*PROBLEM TO SOLVE*: Go line by line through the entries below and copy those containing the string "args".

Records drawn from a dataset:
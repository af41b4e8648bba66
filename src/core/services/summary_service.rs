use serde::Serialize;

use crate::core::ledger_store::sum_expenses;
use crate::domain::{Amounted, Expense, ExpenseKind, Income};

/// Amount spent in one category and its share of all expenses.
#[derive(Debug, Clone, Serialize, PartialEq)]
pub struct CategoryShare {
    pub category: String,
    pub amount: f64,
    /// Fraction of total expenses in `0.0..=1.0`.
    pub share: f64,
}

/// Read-only views over ledger state used by the dashboard and savings screens.
pub struct SummaryService;

impl SummaryService {
    pub fn expenses_of_kind(expenses: &[Expense], kind: ExpenseKind) -> Vec<&Expense> {
        expenses
            .iter()
            .filter(|expense| expense.kind == kind)
            .collect()
    }

    pub fn kind_total(expenses: &[Expense], kind: ExpenseKind) -> f64 {
        sum_expenses(expenses.iter().filter(|expense| expense.kind == kind))
    }

    /// Per-category totals, largest first. Ties keep first-seen order.
    pub fn category_breakdown(expenses: &[Expense]) -> Vec<CategoryShare> {
        let mut shares: Vec<CategoryShare> = Vec::new();
        for expense in expenses {
            let amount = expense.countable_amount();
            match shares
                .iter_mut()
                .find(|share| share.category == expense.category)
            {
                Some(share) => share.amount += amount,
                None => shares.push(CategoryShare {
                    category: expense.category.clone(),
                    amount,
                    share: 0.0,
                }),
            }
        }

        let total: f64 = shares.iter().map(|share| share.amount).sum();
        for share in &mut shares {
            share.share = if total > 0.0 { share.amount / total } else { 0.0 };
        }
        shares.sort_by(|a, b| b.amount.total_cmp(&a.amount));
        shares
    }

    /// The `limit` newest expenses by timestamp.
    pub fn recent(expenses: &[Expense], limit: usize) -> Vec<&Expense> {
        let mut ordered: Vec<&Expense> = expenses.iter().collect();
        ordered.sort_by(|a, b| b.date.cmp(&a.date));
        ordered.truncate(limit);
        ordered
    }

    /// Plain-text digest of income and expenses used to prefill the savings
    /// suggestions form. Empty when nothing has been recorded.
    pub fn spending_summary(income: Option<&Income>, expenses: &[Expense]) -> String {
        if income.is_none() && expenses.is_empty() {
            return String::new();
        }

        let income_label = income
            .map(|income| format!("{:.2}", income.amount))
            .unwrap_or_else(|| "Not specified".to_string());
        let mut summary = format!("Recent Income: ${}.\n\nRecent Expenses:\n", income_label);

        if expenses.is_empty() {
            summary.push_str("No expenses recorded yet.\n");
        }
        for expense in expenses {
            summary.push_str(&format!(
                "- {} (${:.2}) - Category: {} ({})\n",
                expense.name, expense.amount, expense.category, expense.kind
            ));
        }
        summary
    }
}
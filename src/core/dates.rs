//! Expense date normalization.
//!
//! Users usually pick a calendar day, not a time. A bare day is stamped with
//! the current time of day so same-day entries still sort chronologically.
//! Inputs that already carry a time are kept as given.

use chrono::{DateTime, Local, NaiveDate, NaiveDateTime, NaiveTime};

use crate::domain::DateInput;

const DATE_FORMAT: &str = "%Y-%m-%d";

const TIMESTAMP_FORMATS: &[&str] = &[
    "%Y-%m-%dT%H:%M:%S%.f",
    "%Y-%m-%dT%H:%M",
    "%Y-%m-%d %H:%M:%S%.f",
    "%Y-%m-%d %H:%M",
];

/// Resolves the timestamp stored for a new expense.
///
/// * text with a time component, or a non-midnight timestamp, is kept verbatim
///   (RFC 3339 offsets are converted to local wall-clock time);
/// * a bare date, or a timestamp at exactly midnight, keeps its calendar day and
///   takes the time of day from `now`;
/// * anything unparseable falls back to `now`.
pub fn normalize_expense_date(input: &DateInput, now: NaiveDateTime) -> NaiveDateTime {
    match input {
        DateInput::Text(raw) => normalize_text(raw, now),
        DateInput::Date(date) => stamp_with_time_of_day(*date, now),
        DateInput::Timestamp(timestamp) => {
            if timestamp.time() == NaiveTime::MIN {
                tracing::debug!(%timestamp, "midnight timestamp treated as bare date");
                stamp_with_time_of_day(timestamp.date(), now)
            } else {
                *timestamp
            }
        }
    }
}

fn normalize_text(raw: &str, now: NaiveDateTime) -> NaiveDateTime {
    let text = raw.trim();

    if let Ok(parsed) = DateTime::parse_from_rfc3339(text) {
        return parsed.with_timezone(&Local).naive_local();
    }

    if let Some(parsed) = TIMESTAMP_FORMATS
        .iter()
        .find_map(|format| NaiveDateTime::parse_from_str(text, format).ok())
    {
        return parsed;
    }

    match NaiveDate::parse_from_str(text, DATE_FORMAT) {
        Ok(date) => stamp_with_time_of_day(date, now),
        Err(_) => {
            tracing::warn!(
                input = %raw,
                "invalid expense date received; defaulting to the current timestamp"
            );
            now
        }
    }
}

fn stamp_with_time_of_day(date: NaiveDate, now: NaiveDateTime) -> NaiveDateTime {
    date.and_time(now.time())
}
//! Shell context, dispatch, and the CLI error types.

use std::io;

use chrono::{NaiveDate, NaiveDateTime};
use dialoguer::{theme::ColorfulTheme, Confirm};
use strsim::levenshtein;
use uuid::Uuid;

use crate::{
    cli::{commands, help, output},
    config::{Config, ConfigManager},
    core::{services::ServiceError, LedgerStore},
    currency::{format_currency_value, FormatOptions},
    domain::Expense,
    errors::BudgetError,
};

use super::registry::{CommandEntry, CommandRegistry};

/// Environment variable switching the shell into stdin script mode.
pub const SCRIPT_ENV: &str = "BUDGET_BUDDY_CLI_SCRIPT";

#[derive(Debug, Clone, Copy, PartialEq, Eq)]
pub enum CliMode {
    Interactive,
    Script,
}

#[derive(Debug, Clone, Copy, PartialEq, Eq)]
pub(crate) enum LoopControl {
    Continue,
    Exit,
}

pub type CommandResult = Result<(), CommandError>;

/// Everything a command handler can reach: the session ledger, preferences,
/// and the command registry.
pub struct ShellContext {
    pub mode: CliMode,
    pub(crate) registry: CommandRegistry,
    pub(crate) store: LedgerStore,
    pub(crate) config_manager: ConfigManager,
    pub(crate) config: Config,
    pub(crate) user_name: String,
    pub(crate) theme: ColorfulTheme,
    pub running: bool,
}

impl ShellContext {
    pub fn new(mode: CliMode) -> Result<Self, CliError> {
        let config_manager = ConfigManager::new()?;
        Self::with_parts(mode, LedgerStore::new(), config_manager)
    }

    /// Builds a context around an existing store and config location.
    pub fn with_parts(
        mode: CliMode,
        store: LedgerStore,
        config_manager: ConfigManager,
    ) -> Result<Self, CliError> {
        let mut registry = CommandRegistry::new();
        commands::register_all(&mut registry);
        let config = config_manager.load()?;
        Ok(ShellContext {
            mode,
            registry,
            store,
            user_name: config.user_name.clone(),
            config_manager,
            config,
            theme: ColorfulTheme::default(),
            running: true,
        })
    }

    pub fn store(&self) -> &LedgerStore {
        &self.store
    }

    pub fn config(&self) -> &Config {
        &self.config
    }

    pub fn user_name(&self) -> &str {
        &self.user_name
    }

    pub(crate) fn command_names(&self) -> Vec<&'static str> {
        self.registry.names().collect()
    }

    pub(crate) fn command(&self, name: &str) -> Option<&CommandEntry> {
        self.registry.get(name)
    }

    pub(crate) fn prompt(&self) -> String {
        let balance = self.format_amount(self.store.totals().available_balance);
        format!("budget-buddy ({})> ", balance)
    }

    pub(crate) fn format_amount(&self, amount: f64) -> String {
        format_currency_value(
            amount,
            &self.config.currency_code(),
            &self.config.locale_config(),
            &FormatOptions::default(),
        )
    }

    pub(crate) fn persist_config(&self) -> CommandResult {
        self.config_manager.save(&self.config)?;
        Ok(())
    }

    pub(crate) fn dispatch(
        &mut self,
        command: &str,
        raw: &str,
        args: &[&str],
    ) -> Result<LoopControl, CommandError> {
        if let Some(handler) = self.registry.handler(command) {
            match handler(self, args) {
                Ok(()) => Ok(LoopControl::Continue),
                Err(CommandError::ExitRequested) => Ok(LoopControl::Exit),
                Err(err) => Err(err),
            }
        } else {
            self.suggest_command(raw);
            Ok(LoopControl::Continue)
        }
    }

    pub(crate) fn process_line(&mut self, line: &str) -> Result<LoopControl, CommandError> {
        let tokens = match crate::cli::shell::parse_command_line(line) {
            Ok(tokens) => tokens,
            Err(err) => {
                output::warning(err);
                return Ok(LoopControl::Continue);
            }
        };

        let Some(raw) = tokens.first() else {
            return Ok(LoopControl::Continue);
        };
        let command = raw.to_lowercase();
        let args: Vec<&str> = tokens.iter().skip(1).map(String::as_str).collect();
        self.dispatch(&command, raw, &args)
    }

    pub(crate) fn suggest_command(&self, input: &str) {
        output::warning(format!(
            "Unknown command `{}`. Type `help` to see available commands.",
            input
        ));

        let needle = input.to_lowercase();
        let best = self
            .registry
            .names()
            .map(|name| (levenshtein(name, &needle), name))
            .min_by_key(|(distance, _)| *distance);

        if let Some((distance, name)) = best {
            if distance <= 3 {
                output::hint(format!("Suggestion: `{}`?", name));
            }
        }
    }

    /// Asks for confirmation in interactive mode; scripts always proceed.
    pub(crate) fn confirm(&self, prompt: &str) -> Result<bool, CommandError> {
        if self.mode == CliMode::Script {
            return Ok(true);
        }
        Confirm::with_theme(&self.theme)
            .with_prompt(prompt)
            .default(false)
            .interact()
            .map_err(CommandError::from)
    }

    pub(crate) fn report_error(&self, err: CommandError) {
        match err {
            CommandError::ExitRequested => {}
            CommandError::InvalidArguments(message) => {
                output::error(message);
                output::hint("Use `help <command>` for usage details.");
            }
            other => output::error(other),
        }
    }

    /// Finds the single expense whose id starts with `prefix`.
    pub(crate) fn find_expense_by_prefix(&self, prefix: &str) -> Result<Option<&Expense>, CommandError> {
        let needle = prefix.trim().to_ascii_lowercase().replace('-', "");
        if needle.is_empty() {
            return Err(CommandError::InvalidArguments("expense id is required".into()));
        }
        if let Ok(id) = Uuid::parse_str(prefix.trim()) {
            return Ok(self.store.expense(id));
        }
        let mut matches = self
            .store
            .expenses()
            .iter()
            .filter(|expense| expense.id.simple().to_string().starts_with(&needle));
        let first = matches.next();
        if matches.next().is_some() {
            return Err(CommandError::InvalidArguments(format!(
                "id prefix `{}` matches several expenses; use more characters",
                prefix
            )));
        }
        Ok(first)
    }
}

pub(crate) fn parse_amount(input: &str) -> Result<f64, CommandError> {
    let cleaned: String = input
        .trim()
        .chars()
        .filter(|ch| !matches!(ch, ',' | '_' | '₹' | '$'))
        .collect();
    match cleaned.parse::<f64>() {
        Ok(value) if value.is_finite() && value > 0.0 => Ok(value),
        Ok(_) => Err(CommandError::InvalidArguments(
            "Amount must be positive.".into(),
        )),
        Err(_) => Err(CommandError::InvalidArguments(format!(
            "invalid amount `{}`",
            input
        ))),
    }
}

pub(crate) fn parse_date(input: &str) -> Result<NaiveDate, CommandError> {
    NaiveDate::parse_from_str(input.trim(), "%Y-%m-%d").map_err(|_| {
        CommandError::InvalidArguments(format!("invalid date `{}` (use YYYY-MM-DD)", input))
    })
}

pub(crate) fn start_of_day(date: NaiveDate) -> NaiveDateTime {
    date.and_time(chrono::NaiveTime::MIN)
}

#[derive(Debug, thiserror::Error)]
pub enum CommandError {
    #[error("{0}")]
    InvalidArguments(String),
    #[error(transparent)]
    Core(#[from] BudgetError),
    #[error(transparent)]
    Io(#[from] io::Error),
    #[error(transparent)]
    Dialoguer(#[from] dialoguer::Error),
    #[error("exit requested")]
    ExitRequested,
}

impl From<ServiceError> for CommandError {
    fn from(err: ServiceError) -> Self {
        match err {
            ServiceError::Core(err) => CommandError::Core(err),
            ServiceError::Invalid(message) => CommandError::InvalidArguments(message),
        }
    }
}

/// User-facing CLI error wrapper.
#[derive(Debug, thiserror::Error)]
pub enum CliError {
    #[error(transparent)]
    Core(#[from] BudgetError),
    #[error(transparent)]
    Readline(#[from] rustyline::error::ReadlineError),
    #[error(transparent)]
    Io(#[from] io::Error),
    #[error("Command failed: {0}")]
    Command(String),
}

impl From<CommandError> for CliError {
    fn from(err: CommandError) -> Self {
        CliError::Command(err.to_string())
    }
}

pub(crate) fn print_help_for(context: &ShellContext, name: &str) {
    match context.command(&name.to_lowercase()) {
        Some(entry) => help::print_command(entry),
        None => context.suggest_command(name),
    }
}

#[cfg(test)]
pub(crate) fn process_script(lines: &[&str]) -> Result<(ShellContext, tempfile::TempDir), CliError> {
    let temp = tempfile::TempDir::new()?;
    let manager = ConfigManager::with_base_dir(temp.path().to_path_buf())?;
    let mut app = ShellContext::with_parts(CliMode::Script, LedgerStore::new(), manager)?;
    for line in lines {
        match app.process_line(line) {
            Ok(LoopControl::Continue) => {}
            Ok(LoopControl::Exit) => break,
            Err(err) => app.report_error(err),
        }
    }
    Ok((app, temp))
}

*WORKED SOLUTION*:
        args: &[&str],
            match handler(self, args) {
        let args: Vec<&str> = tokens.iter().skip(1).map(String::as_str).collect();
        self.dispatch(&command, raw, &args)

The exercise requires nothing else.